Cartas desde prisión:
Santiago Rodríguez Muñoz
Jaén 28 enero 2018
Recibí la tuya, en la que me planteas el desarrollo de una cuestión un tanto particular por lo especializada (…)
El párrafo al que haces alusión es el siguiente: “Es necesario la participación de cuadrillas en la limpia de montes, para fijar a la población rural con ingresos suplementarios, entre otras razones. Pero sin ganado no hay desbroces que valgan, como bien dices. “Los franceses, con una larguísima tradición silvícola, trabajan en la prevención de incendios mediante rozas técnicas, insertas en los planes forestales, efectuadas con cabras. Sobra añadir que a ello se asocia toda la industria de elaboración de quesos”.
Estas letras guardan relación con la problemática del abandono rural y de los incendios forestales a ella asociados, abordada en la carta del compa que motivó mi contestación. Es bien conocida la máxima de que los fuegos forestales se apagan en invierno, refiriéndose al hecho de que no ha de ponerse tanto el acento en la extinción de los mismos como en su prevención. El problema de fondo, sin entrar en todos los detalles de los intereses asociados al fuego, radica en el éxodo sostenido de los habitantes del campo a las ciudades, que constituye una tendencia universal. Me es imposible precisar el dato estadísticamente, pero la población urbana ya ha rebasado a la rural a escala mundial, en un proceso imparable. Esta realidad, en lo que se refiere al Estado español, se manifiesta en un fuerte incremento del combustible forestal en gran parte del territorio, al haberse abandonado los usos campesinos que impedían su proliferación: recogidas de leñas, aprovechamientos ganaderos, conservación de caminos y vías de paso, etc. Es decir: los incendios se apagaban en invierno a través de la actividad humana productiva en el sector agrario (lo agrario comprende los subsectores agrícola, forestal y ganadero), constituida en una política preventiva integral.
Una de las claves de todo este asunto está en que el medio natural sirva de sostén económico a las poblaciones locales, porque su conservación se refuerza mediante una explotación racional y equilibrada de sus recursos. Aunque parezca contradictorio, algunos de los bosques más emblemáticos del país tienen su origen en los denominados “Montes de la marina”, debido a su valor estratégico militar. La Armada tomó en sus manos la gestión de importantes zonas boscosas para asegurar los suministros madereros a los astilleros y arsenales navales, introduciendo las primeras ordenaciones de montes planificadas a la vez que se sentaban las bases para el desarrollo de la ciencia forestal.

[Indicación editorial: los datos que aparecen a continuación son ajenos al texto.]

//! Byte-offset line indexes and the per-path registry that owns them.

pub mod line_index;
pub mod registry;

pub use line_index::{
    IndexProgress, IndexUpdate, LineIndex, Progress, SourceSignature, DEFAULT_PROGRESS_INTERVAL,
};
pub use registry::IndexRegistry;
//! Config loading for jsonlview.
//!
//! Loads and validates YAML config files with path expansion.

use std::fs;
use std::path::{Path, PathBuf};

use crate::config::error::ConfigError;
use crate::config::types::Config;

/// Expand tilde in path to home directory.
///
/// Handles the following cases:
/// - `~/foo` -> `/home/user/foo`
/// - `/absolute/path` -> unchanged
/// - `relative/path` -> unchanged
pub fn expand_path(path: &Path) -> PathBuf {
    let path_str = path.to_string_lossy();

    if let Some(rest) = path_str.strip_prefix("~/") {
        if let Some(home) = dirs::home_dir() {
            return home.join(rest);
        }
    } else if path_str == "~" {
        if let Some(home) = dirs::home_dir() {
            return home;
        }
    }

    path.to_path_buf()
}

/// Get the global config path: ~/.config/jsonlview/config.yaml
///
/// Always uses `~/.config/` regardless of platform, like other CLI tools.
pub fn default_config_path() -> Option<PathBuf> {
    dirs::home_dir().map(|p| p.join(".config").join("jsonlview").join("config.yaml"))
}

/// Load and validate a YAML config file.
///
/// An empty file yields the defaults.
pub fn load(path: &Path) -> Result<Config, ConfigError> {
    let path = expand_path(path);
    let content = fs::read_to_string(&path).map_err(|e| ConfigError::Io {
        path: path.clone(),
        source: e,
    })?;

    let config = if content.trim().is_empty() {
        Config::default()
    } else {
        serde_saphyr::from_str::<Config>(&content)
            .map_err(|e| ConfigError::from_saphyr_error(path.clone(), e))?
    };

    config.check().map_err(|message| ConfigError::Validation {
        path: Some(path),
        message,
    })?;

    Ok(config)
}

/// Load the global config if it exists, otherwise return the defaults.
pub fn load_or_default() -> Result<Config, ConfigError> {
    match default_config_path() {
        Some(path) if path.exists() => load(&path),
        _ => Ok(Config::default()),
    }
}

Véanse, también a modo de ejemplo, los montes resineros, formados por pinares productores de resinas (para posterior extracción de colofonias y aguarrases), en los que localidades enteras hallaban el sustento. Al menor asomo de una columna de humo, las campanas daban la señal de alarma y los vecinos acudían en masa para participar en las labores de extinción, sabedores de la importancia de intervenir en los primeros momentos a fin de evitar la propagación, una cultura del manejo del fuego que se mamaba en la cuna.
Por el contrario, la política autárquica del franquismo, a través de la “Dirección General de Montes” y “Patrimonio Forestal del Estado”, promovió la sustitución de bosques originarios (castaños, hayas, robles, encinas…) por especies de crecimiento rápido para la explotación maderera y la extracción de celulosas, acabando con el acceso a los numerosos productos secundarios que beneficiaban a los pobladores locales (leña, recolección de setas y frutos silvestres, etc). Lo que dio pie a actos de revancha y que muchas de esas superficies fueran pasto de las llamas, circunstancia favorecida por el reemplazo de especies ignífugas por otras ignífilas y de la diversidad vegetal entorpecedora del avance del fuego por los monocultivos que lo propician.